### WHAT YOU HAVE TO DO
What is the number of lines in this data that contain the word "reqwest"? Give the number alone.

### MATERIAL FOR THE TASK
+++
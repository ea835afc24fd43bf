use super::insertion_sort::insertion_sort;
use super::merge_sort::merge;

const RUN: usize = 32;

/// Simplified timsort: insertion-sort fixed-size runs, then merge runs
/// bottom-up with doubling width. Stable.
pub fn tim_sort<T: Ord + Clone>(arr: &mut [T]) {
    let n = arr.len();

    let mut lo = 0;
    while lo < n {
        let hi = (lo + RUN).min(n);
        insertion_sort(&mut arr[lo..hi]);
        lo = hi;
    }

    let mut width = RUN;
    while width < n {
        let mut lo = 0;
        while lo + width < n {
            let mid = lo + width;
            let hi = (lo + 2 * width).min(n);
            let merged = merge(&arr[lo..mid], &arr[mid..hi]);
            arr[lo..hi].clone_from_slice(&merged);
            lo = hi;
        }
        width *= 2;
    }
}
pub mod binary_search;
pub mod binary_search_on_answer;
pub mod exponential_search;
pub mod fibonacci_search;
pub mod hash_search;
pub mod interpolation_search;
pub mod jump_search;
pub mod linear_search;
pub mod self_organizing;
pub mod sentinel_search;
pub mod ternary_search;
pub mod bubble_sort;
pub mod bucket_sort;
pub mod comb_sort;
pub mod counting_sort;
pub mod cycle_sort;
pub mod heap_sort;
pub mod insertion_sort;
pub mod intro_sort;
pub mod merge_sort;
pub mod pigeonhole_sort;
pub mod quick_sort;
pub mod radix_sort;
pub mod selection_sort;
pub mod shell_sort;
pub mod tim_sort;
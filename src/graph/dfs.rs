/// Depth-first visit order from `start`, iterative with an explicit stack.
/// Neighbors are pushed in reverse so the first-listed neighbor is explored
/// first, matching the recursive formulation.
pub fn dfs(adj: &[Vec<usize>], start: usize) -> Vec<usize> {
    let mut visited = vec![false; adj.len()];
    let mut stack = vec![start];
    let mut order = Vec::new();

    while let Some(node) = stack.pop() {
        if visited[node] {
            continue;
        }
        visited[node] = true;
        order.push(node);
        for &next in adj[node].iter().rev() {
            if !visited[next] {
                stack.push(next);
            }
        }
    }
    order
}
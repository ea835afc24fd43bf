use std::cmp::Ordering;

/// Estimates the probe position by linearly interpolating between the range
/// endpoints, which beats binary search on uniformly distributed keys.
/// Requires `arr` sorted ascending.
pub fn interpolation_search(arr: &[i64], target: i64) -> Option<usize> {
    if arr.is_empty() {
        return None;
    }

    let (mut lo, mut hi) = (0usize, arr.len() - 1);
    while lo <= hi && target >= arr[lo] && target <= arr[hi] {
        if arr[lo] == arr[hi] {
            return if arr[lo] == target { Some(lo) } else { None };
        }

        // Widened arithmetic keeps the numerator from overflowing i64.
        let numerator = (target - arr[lo]) as i128 * (hi - lo) as i128;
        let pos = lo + (numerator / (arr[hi] - arr[lo]) as i128) as usize;

        match arr[pos].cmp(&target) {
            Ordering::Equal => return Some(pos),
            Ordering::Less => lo = pos + 1,
            Ordering::Greater => {
                if pos == 0 {
                    return None;
                }
                hi = pos - 1;
            }
        }
    }
    None
}
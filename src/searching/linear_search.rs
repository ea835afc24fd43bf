pub fn linear_search<T: PartialEq>(arr: &[T], target: &T) -> Option<usize> {
    arr.iter().position(|item| item == target)
}
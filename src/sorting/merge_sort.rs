/// Stable, allocating merge sort.
pub fn merge_sort<T: Ord + Clone>(arr: &[T]) -> Vec<T> {
    if arr.len() <= 1 {
        return arr.to_vec();
    }
    let mid = arr.len() / 2;
    let left = merge_sort(&arr[..mid]);
    let right = merge_sort(&arr[mid..]);
    merge(&left, &right)
}

pub(crate) fn merge<T: Ord + Clone>(left: &[T], right: &[T]) -> Vec<T> {
    let mut out = Vec::with_capacity(left.len() + right.len());
    let (mut i, mut j) = (0, 0);
    while i < left.len() && j < right.len() {
        // <= keeps equal elements in left-first order (stability).
        if left[i] <= right[j] {
            out.push(left[i].clone());
            i += 1;
        } else {
            out.push(right[j].clone());
            j += 1;
        }
    }
    out.extend_from_slice(&left[i..]);
    out.extend_from_slice(&right[j..]);
    out
}
pub mod handlers;
pub mod killscore;
pub mod repository;
pub mod service;

mod errors;
pub mod models;

pub use errors::StatsError;
pub use handlers::routes;
pub use killscore::{compute_killscore, normalize_cause};
pub use models::*;
pub use repository::{InMemoryStatsRepository, PostgresStatsRepository, StatsRepository};
pub use service::{KillscoreRecompute, PlayerStatsService};
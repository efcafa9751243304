use thiserror::Error;

#[derive(Debug, Error)]
pub enum ApiError {
    /// Non-200 answer from the remote API
    #[error("Remote API error {status}: {body}")]
    Remote { status: u16, body: String },

    #[error("Transport error: {0}")]
    Transport(String),

    #[error("Decode error: {0}")]
    Decode(String),
}

impl ApiError {
    /// Whether a later attempt at the same request may succeed
    pub fn is_transient(&self) -> bool {
        match self {
            ApiError::Remote { status, .. } => *status == 429 || *status >= 500,
            ApiError::Transport(_) => true,
            ApiError::Decode(_) => false,
        }
    }
}

#[cfg(test)]
mod tests {
    use super::*;

    #[test]
    fn rate_limits_and_server_errors_are_transient() {
        let too_many = ApiError::Remote {
            status: 429,
            body: String::new(),
        };
        let unavailable = ApiError::Remote {
            status: 503,
            body: String::new(),
        };
        assert!(too_many.is_transient());
        assert!(unavailable.is_transient());
        assert!(ApiError::Transport("timed out".into()).is_transient());
    }

    #[test]
    fn client_errors_are_not_transient() {
        let not_found = ApiError::Remote {
            status: 404,
            body: "{\"errors\":[]}".into(),
        };
        assert!(!not_found.is_transient());
        assert!(!ApiError::Decode("missing field".into()).is_transient());
    }
}
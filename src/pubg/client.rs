use async_trait::async_trait;
use reqwest::{header, Client, StatusCode};
use serde::de::DeserializeOwned;
use std::time::Duration;
use tracing::{debug, instrument, warn};

use super::{
    errors::ApiError,
    types::{MatchResponse, PlayerResponse},
};

const JSON_API_MEDIA_TYPE: &str = "application/vnd.api+json";

/// Remote game API used by the ingestion pipeline.
///
/// Implementations perform exactly one request per call; retry policy is left
/// to the caller.
#[async_trait]
pub trait PubgApi: Send + Sync {
    async fn get_player(&self, player_id: &str) -> Result<PlayerResponse, ApiError>;
    async fn get_match(&self, match_id: &str) -> Result<MatchResponse, ApiError>;
    async fn get_telemetry(&self, telemetry_url: &str) -> Result<Vec<u8>, ApiError>;
}

/// reqwest-backed client for a single PUBG shard
pub struct HttpPubgClient {
    client: Client,
    base_url: String,
    api_key: String,
}

impl HttpPubgClient {
    pub fn new(base_url: &str, api_key: &str, timeout: Duration) -> Result<Self, ApiError> {
        let client = Client::builder()
            .timeout(timeout)
            .build()
            .map_err(|e| ApiError::Transport(e.to_string()))?;

        let mut base_url = base_url.to_string();
        if !base_url.ends_with('/') {
            base_url.push('/');
        }

        Ok(Self {
            client,
            base_url,
            api_key: api_key.to_string(),
        })
    }

    async fn get_bytes(&self, url: &str) -> Result<Vec<u8>, ApiError> {
        debug!(url = %url, "Issuing API request");

        let response = self
            .client
            .get(url)
            .bearer_auth(&self.api_key)
            .header(header::ACCEPT, JSON_API_MEDIA_TYPE)
            .send()
            .await
            .map_err(|e| {
                warn!(error = %e, url = %url, "API request failed");
                ApiError::Transport(e.to_string())
            })?;

        let status = response.status();
        let body = response
            .bytes()
            .await
            .map_err(|e| ApiError::Transport(e.to_string()))?;

        if status != StatusCode::OK {
            warn!(status = status.as_u16(), url = %url, "API returned non-success status");
            return Err(ApiError::Remote {
                status: status.as_u16(),
                body: String::from_utf8_lossy(&body).into_owned(),
            });
        }

        Ok(body.to_vec())
    }

    async fn get_json<T: DeserializeOwned>(&self, url: &str) -> Result<T, ApiError> {
        let body = self.get_bytes(url).await?;
        serde_json::from_slice(&body).map_err(|e| {
            warn!(error = %e, url = %url, "Failed to decode API payload");
            ApiError::Decode(e.to_string())
        })
    }
}

#[async_trait]
impl PubgApi for HttpPubgClient {
    #[instrument(skip(self))]
    async fn get_player(&self, player_id: &str) -> Result<PlayerResponse, ApiError> {
        let url = format!("{}players/{}", self.base_url, player_id);
        self.get_json(&url).await
    }

    #[instrument(skip(self))]
    async fn get_match(&self, match_id: &str) -> Result<MatchResponse, ApiError> {
        let url = format!("{}matches/{}", self.base_url, match_id);
        self.get_json(&url).await
    }

    #[instrument(skip(self))]
    async fn get_telemetry(&self, telemetry_url: &str) -> Result<Vec<u8>, ApiError> {
        self.get_bytes(telemetry_url).await
    }
}
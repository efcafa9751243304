#![allow(dead_code)]

use serde_json::{json, Value};

pub const FORSEN: &str = "account.forsen";

// ============================================================================
// API documents
// ============================================================================

pub fn participant(player_id: &str, name: &str) -> Value {
    json!({
        "type": "participant",
        "id": format!("participant-{}", player_id),
        "attributes": {
            "stats": {
                "playerId": player_id,
                "name": name,
                "damageDealt": 120.5,
                "rideDistance": 800.0,
                "walkDistance": 1500.25,
                "timeSurvived": 900.0,
                "kills": 1
            }
        }
    })
}

pub fn match_document(match_id: &str, participants: Vec<Value>, telemetry_url: Option<&str>) -> Value {
    let mut included = participants;
    included.push(json!({ "type": "roster", "id": "roster-1", "attributes": { "won": "false" } }));
    if let Some(url) = telemetry_url {
        included.push(json!({
            "type": "asset",
            "id": "asset-1",
            "attributes": { "name": "telemetry", "URL": url }
        }));
    }

    json!({
        "data": {
            "type": "match",
            "id": match_id,
            "attributes": {
                "createdAt": "2023-04-01T18:30:00Z",
                "mapName": "Baltic_Main",
                "duration": 1820,
                "gameMode": "squad-fpp"
            }
        },
        "included": included
    })
}

pub fn player_document(player_id: &str, name: &str, match_ids: &[&str]) -> Value {
    let matches: Vec<Value> = match_ids
        .iter()
        .map(|id| json!({ "type": "match", "id": id }))
        .collect();

    json!({
        "data": {
            "type": "player",
            "id": player_id,
            "attributes": { "name": name, "shardId": "steam" },
            "relationships": { "matches": { "data": matches } }
        }
    })
}

// ============================================================================
// Telemetry
// ============================================================================

fn character(account_id: &str) -> Value {
    json!({ "accountId": account_id, "name": account_id })
}

pub fn kill_event(victim: &str, killer: Option<&str>, cause: &str, rank: i32) -> Value {
    json!({
        "_T": "LogPlayerKillV2",
        "victim": character(victim),
        "killer": killer.map(character),
        "killerDamageInfo": { "damageTypeCategory": cause, "damageCauserName": "Item" },
        "isSuicide": false,
        "victimGameResult": { "rank": rank }
    })
}

pub fn suicide_event(victim: &str, cause: &str, rank: i32) -> Value {
    json!({
        "_T": "LogPlayerKillV2",
        "victim": character(victim),
        "killer": character(victim),
        "killerDamageInfo": { "damageTypeCategory": cause },
        "isSuicide": true,
        "victimGameResult": { "rank": rank }
    })
}

pub fn damage_event(attacker: Option<&str>, victim: &str, damage: f64) -> Value {
    json!({
        "_T": "LogPlayerTakeDamage",
        "attacker": attacker.map(character),
        "victim": character(victim),
        "damage": damage,
        "damageTypeCategory": "Damage_Gun"
    })
}

/// Serialized log with a match-start entry in front, as served by the API
pub fn telemetry_log(events: Vec<Value>) -> Vec<u8> {
    let mut log = vec![json!({ "_T": "LogMatchStart", "mapName": "Baltic_Main" })];
    log.extend(events);
    serde_json::to_vec(&log).unwrap()
}
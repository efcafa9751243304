#![allow(dead_code)]

use async_trait::async_trait;
use serde_json::Value;
use std::collections::HashMap;
use std::sync::Arc;
use tokio::sync::RwLock;

use snipetracker::pubg::{ApiError, MatchResponse, PlayerResponse, PubgApi};

// ============================================================================
// Mock Infrastructure
// ============================================================================

/// Scripted remote API. Documents are stored as JSON so they go through the
/// same deserialization as real responses.
#[derive(Clone, Default)]
pub struct MockPubgApi {
    players: Arc<RwLock<HashMap<String, Value>>>,
    matches: Arc<RwLock<HashMap<String, Value>>>,
    telemetry: Arc<RwLock<HashMap<String, Vec<u8>>>>,
    /// Errors returned, front first, before the scripted documents
    match_failures: Arc<RwLock<HashMap<String, Vec<ApiError>>>>,
    player_failure: Arc<RwLock<Option<u16>>>,
    calls: Arc<RwLock<HashMap<String, usize>>>,
}

impl MockPubgApi {
    pub fn new() -> Self {
        Self::default()
    }

    pub async fn add_player(&self, player_id: &str, document: Value) {
        self.players
            .write()
            .await
            .insert(player_id.to_string(), document);
    }

    pub async fn add_match(&self, match_id: &str, document: Value) {
        self.matches
            .write()
            .await
            .insert(match_id.to_string(), document);
    }

    pub async fn add_telemetry(&self, url: &str, body: Vec<u8>) {
        self.telemetry.write().await.insert(url.to_string(), body);
    }

    pub async fn fail_match_with(&self, match_id: &str, status: u16) {
        self.match_failures
            .write()
            .await
            .entry(match_id.to_string())
            .or_default()
            .push(ApiError::Remote {
                status,
                body: String::new(),
            });
    }

    pub async fn fail_player_with(&self, status: u16) {
        *self.player_failure.write().await = Some(status);
    }

    pub async fn calls_to(&self, key: &str) -> usize {
        self.calls.read().await.get(key).copied().unwrap_or(0)
    }

    async fn record_call(&self, key: String) {
        *self.calls.write().await.entry(key).or_default() += 1;
    }
}

fn not_found() -> ApiError {
    ApiError::Remote {
        status: 404,
        body: "{\"errors\":[{\"title\":\"Not Found\"}]}".to_string(),
    }
}

fn decode<T: serde::de::DeserializeOwned>(document: Value) -> Result<T, ApiError> {
    serde_json::from_value(document).map_err(|e| ApiError::Decode(e.to_string()))
}

#[async_trait]
impl PubgApi for MockPubgApi {
    async fn get_player(&self, player_id: &str) -> Result<PlayerResponse, ApiError> {
        self.record_call(format!("player:{}", player_id)).await;
        if let Some(status) = *self.player_failure.read().await {
            return Err(ApiError::Remote {
                status,
                body: String::new(),
            });
        }

        let document = self.players.read().await.get(player_id).cloned();
        decode(document.ok_or_else(not_found)?)
    }

    async fn get_match(&self, match_id: &str) -> Result<MatchResponse, ApiError> {
        self.record_call(format!("match:{}", match_id)).await;
        if let Some(failures) = self.match_failures.write().await.get_mut(match_id) {
            if !failures.is_empty() {
                return Err(failures.remove(0));
            }
        }

        let document = self.matches.read().await.get(match_id).cloned();
        decode(document.ok_or_else(not_found)?)
    }

    async fn get_telemetry(&self, telemetry_url: &str) -> Result<Vec<u8>, ApiError> {
        self.record_call(format!("telemetry:{}", telemetry_url))
            .await;
        self.telemetry
            .read()
            .await
            .get(telemetry_url)
            .cloned()
            .ok_or_else(not_found)
    }
}
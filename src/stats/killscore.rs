//! Kill score: how much killing forsen was worth, from his final rank and
//! the damage category that finished him.

use std::str::FromStr;
use strum_macros::{AsRefStr, EnumIter, EnumString};
use tracing::warn;

const BASE_KILL_VALUE: f64 = 44682.0;
const RANK_LOG_WEIGHT: f64 = 9389.0;

/// Gun kills are only rewarded up to this rank
pub const GUN_RANK_CUTOFF: i32 = 5;

const STICKY_BOMB_CAUSE: &str = "Damage_Explosion_StickyBomb";

/// Damage categories with a kill score multiplier
#[derive(Debug, Clone, Copy, PartialEq, Eq, AsRefStr, EnumIter, EnumString)]
pub enum DamageCategory {
    #[strum(serialize = "Damage_Explosion_Vehicle")]
    VehicleExplosion,
    #[strum(serialize = "Damage_Melee")]
    Melee,
    #[strum(serialize = "Damage_Punch")]
    Punch,
    #[strum(serialize = "Damage_Explosion_C4")]
    C4,
    #[strum(serialize = "Damage_Molotov")]
    Molotov,
    #[strum(serialize = "Damage_Explosion_Grenade")]
    Grenade,
    #[strum(serialize = "Damage_MeleeThrow")]
    MeleeThrow,
    #[strum(serialize = "Damage_VehicleHit")]
    VehicleHit,
    #[strum(serialize = "Damage_Explosion_PanzerFaustWarhead")]
    PanzerFaust,
    #[strum(serialize = "Damage_Gun")]
    Gun,
}

impl DamageCategory {
    pub fn multiplier(self) -> f64 {
        match self {
            DamageCategory::VehicleExplosion => 10.0,
            DamageCategory::Melee | DamageCategory::Punch => 5.0,
            DamageCategory::C4 | DamageCategory::Molotov => 3.0,
            DamageCategory::Grenade | DamageCategory::MeleeThrow => 1.5,
            DamageCategory::VehicleHit => 1.0,
            DamageCategory::PanzerFaust => 0.1,
            DamageCategory::Gun => 0.5,
        }
    }
}

/// Folds sticky bombs into the C4 category; other causes pass through
pub fn normalize_cause(cause: &str) -> &str {
    if cause == STICKY_BOMB_CAUSE {
        DamageCategory::C4.as_ref()
    } else {
        cause
    }
}

/// Unmultiplied value of a kill at the given final rank
pub fn base_kill_value(rank: i32) -> f64 {
    BASE_KILL_VALUE - RANK_LOG_WEIGHT * f64::from(rank).ln()
}

/// Kill score for eliminating forsen at `rank` with `cause`.
///
/// Ranks start at 1; a rank below that is logged and scores zero. Causes
/// missing from the multiplier table score the bare base value.
pub fn compute_killscore(rank: i32, cause: &str) -> f64 {
    if rank < 1 {
        warn!(rank, cause = %cause, "Kill score requested for invalid rank");
        return 0.0;
    }

    let category = DamageCategory::from_str(cause).ok();
    if category == Some(DamageCategory::Gun) && rank > GUN_RANK_CUTOFF {
        return 0.0;
    }

    let base = base_kill_value(rank);
    match category {
        Some(category) => category.multiplier() * base,
        None => {
            warn!(cause = %cause, rank, "Unhandled kill score multiplier");
            base
        }
    }
}

#[cfg(test)]
mod tests {
    use super::*;
    use rstest::rstest;
    use std::io;
    use std::sync::{Arc, Mutex};
    use strum::IntoEnumIterator;

    /// Collects formatted log lines so tests can assert on them
    #[derive(Clone, Default)]
    struct CapturedLogs(Arc<Mutex<Vec<u8>>>);

    impl CapturedLogs {
        fn contents(&self) -> String {
            String::from_utf8_lossy(&self.0.lock().unwrap()).into_owned()
        }
    }

    impl io::Write for CapturedLogs {
        fn write(&mut self, buf: &[u8]) -> io::Result<usize> {
            self.0.lock().unwrap().extend_from_slice(buf);
            Ok(buf.len())
        }

        fn flush(&mut self) -> io::Result<()> {
            Ok(())
        }
    }

    fn approx_eq(a: f64, b: f64) -> bool {
        (a - b).abs() < 1e-6
    }

    #[test]
    fn rank_one_gives_maximum_base() {
        assert!(approx_eq(base_kill_value(1), 44682.0));
    }

    #[test]
    fn decreases_with_rank() {
        let first = compute_killscore(1, "Damage_Explosion_Vehicle");
        let fiftieth = compute_killscore(50, "Damage_Explosion_Vehicle");
        assert!(first > fiftieth);
        assert!(fiftieth > 0.0);
    }

    #[rstest]
    #[case(6, false)]
    #[case(50, false)]
    #[case(5, true)]
    #[case(1, true)]
    fn gun_kills_only_count_in_top_five(#[case] rank: i32, #[case] rewarded: bool) {
        let score = compute_killscore(rank, "Damage_Gun");
        assert_eq!(score > 0.0, rewarded);
        if rewarded {
            assert!(approx_eq(score, 0.5 * base_kill_value(rank)));
        }
    }

    #[rstest]
    #[case("Damage_Explosion_Vehicle", 10.0)]
    #[case("Damage_Melee", 5.0)]
    #[case("Damage_Punch", 5.0)]
    #[case("Damage_Explosion_C4", 3.0)]
    #[case("Damage_Molotov", 3.0)]
    #[case("Damage_Explosion_Grenade", 1.5)]
    #[case("Damage_MeleeThrow", 1.5)]
    #[case("Damage_VehicleHit", 1.0)]
    #[case("Damage_Explosion_PanzerFaustWarhead", 0.1)]
    fn applies_cause_multiplier(#[case] cause: &str, #[case] multiplier: f64) {
        let score = compute_killscore(20, cause);
        assert!(approx_eq(score, multiplier * base_kill_value(20)));
    }

    #[test]
    fn every_category_parses_back_from_its_name() {
        for category in DamageCategory::iter() {
            assert_eq!(DamageCategory::from_str(category.as_ref()), Ok(category));
            assert!(category.multiplier() > 0.0);
        }
    }

    #[test]
    fn unknown_cause_falls_back_to_base() {
        let logs = CapturedLogs::default();
        let writer = logs.clone();
        let subscriber = tracing_subscriber::fmt()
            .with_writer(move || writer.clone())
            .with_ansi(false)
            .finish();

        let score = tracing::subscriber::with_default(subscriber, || {
            compute_killscore(7, "Damage_Drown")
        });
        assert!(approx_eq(score, base_kill_value(7)));

        let output = logs.contents();
        assert!(output.contains("WARN"), "got: {}", output);
        assert!(output.contains("Unhandled kill score multiplier"), "got: {}", output);
        assert!(output.contains("Damage_Drown"), "got: {}", output);
    }

    #[test]
    fn known_cause_logs_nothing() {
        let logs = CapturedLogs::default();
        let writer = logs.clone();
        let subscriber = tracing_subscriber::fmt()
            .with_writer(move || writer.clone())
            .with_ansi(false)
            .finish();

        tracing::subscriber::with_default(subscriber, || compute_killscore(2, "Damage_Gun"));
        assert!(!logs.contents().contains("Unhandled"));
    }

    #[test]
    fn melee_at_rank_three() {
        let expected = 5.0 * (44682.0 - 9389.0 * 3f64.ln());
        assert!(approx_eq(compute_killscore(3, "Damage_Melee"), expected));
    }

    #[test]
    fn invalid_rank_scores_zero() {
        assert_eq!(compute_killscore(0, "Damage_Melee"), 0.0);
        assert_eq!(compute_killscore(-2, "Damage_Melee"), 0.0);
    }

    #[test]
    fn sticky_bomb_normalizes_to_c4() {
        assert_eq!(
            normalize_cause("Damage_Explosion_StickyBomb"),
            "Damage_Explosion_C4"
        );
        assert_eq!(normalize_cause("Damage_Gun"), "Damage_Gun");
        assert_eq!(normalize_cause(""), "");
    }
}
+++
### SOLUTION FOR THIS PROBLEM
2